Mercer, the investment consulting arm of US services company Marsh & McLennan, expects its wealth division to at least double its assets under management (AUM) in the Middle East as wealth in the region continues to grow despite economic headwinds, a company official said.

Mercer Wealth, which globally has $160 billion in AUM, plans to boost its AUM in the region to $2-$3bn in the next 2-3 years from the present $1bn, said Yasir AbuShaban, a Dubai-based principal with Mercer Wealth.

Within the next two to three years, we are looking at reaching $2 to $3 billion as a conservative estimate and we do see an opportunity to do so,” said Mr AbuShaban.

Mercer does not directly make investments, but allocates clients’ money they have discretion to, to professional asset managers. They also provide advice to clients.

“We have buying power. We can negotiate on their (client’s) behalf with asset managers to provide them lower fees than they otherwise would have to get on their own,” he added.

Mercer Wealth’s clients include sovereign wealth funds, family offices, and insurance companies among others.

From its office in Dubai, Mercer also looks after Africa, India and Turkey, where they also see opportunity for growth.

Wealth creation in Middle East and Africa (MEA) grew 8.5 per cent to $8.1 trillion last year from $7.5tn in 2015, higher than last year’s global average of 6 per cent and the second-highest growth in a region after Asia-Pacific which grew 9.9 per cent, according to consultancy Boston Consulting Group (BCG). In the region, where wealth grew just 1.9 per cent in 2015 compared with 2014, a pickup in oil prices has helped in wealth generation.

BCG is forecasting MEA wealth will rise to $12tn by 2021, growing at an annual average of 8 per cent.

Drivers of wealth generation in the region will be split evenly between new wealth creation and growth of performance of existing assets, according to BCG.

Another general trend in the region is clients’ looking for a comprehensive approach to investing, according to Mr AbuShaban.

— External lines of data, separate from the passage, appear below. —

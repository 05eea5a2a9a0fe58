// tagsieve-core/src/headless.rs

//! `headless.rs`
//! Convenience wrappers for one-shot scans without constructing an engine.

use crate::engines::html_scanner::scan_with_policy;
use crate::errors::SieveError;
use crate::policy::Policy;
use crate::scan_result::ScanResult;

/// Scans `markup` against `policy`.
///
/// This is the primary entry point for non-interactive use when the caller
/// already owns a policy and has no need for a `SanitizationEngine`.
pub fn headless_scan(markup: &str, policy: &Policy) -> Result<ScanResult, SieveError> {
    scan_with_policy(markup, policy)
}

/// Scans `markup` and returns only the clean output.
pub fn headless_sanitize_string(markup: &str, policy: &Policy) -> Result<String, SieveError> {
    headless_scan(markup, policy).map(ScanResult::into_clean_output)
}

“Institutional investors or some of the families are seeing a slowdown in the available capital they have to invest and in that sense they are looking at optimizing the way they manage their portfolios and making sure they are not investing haphazardly and different parts of their investment are working together,” said Mr AbuShaban.

Some clients also have a higher appetite for risk, given the low interest-rate environment that does not provide enough yield for some institutional investors. These clients are keen to invest in illiquid assets, such as private equity and infrastructure.

“What we have seen is a desire for higher returns in what has been a low-return environment specifically in various fixed income or bonds,” he said.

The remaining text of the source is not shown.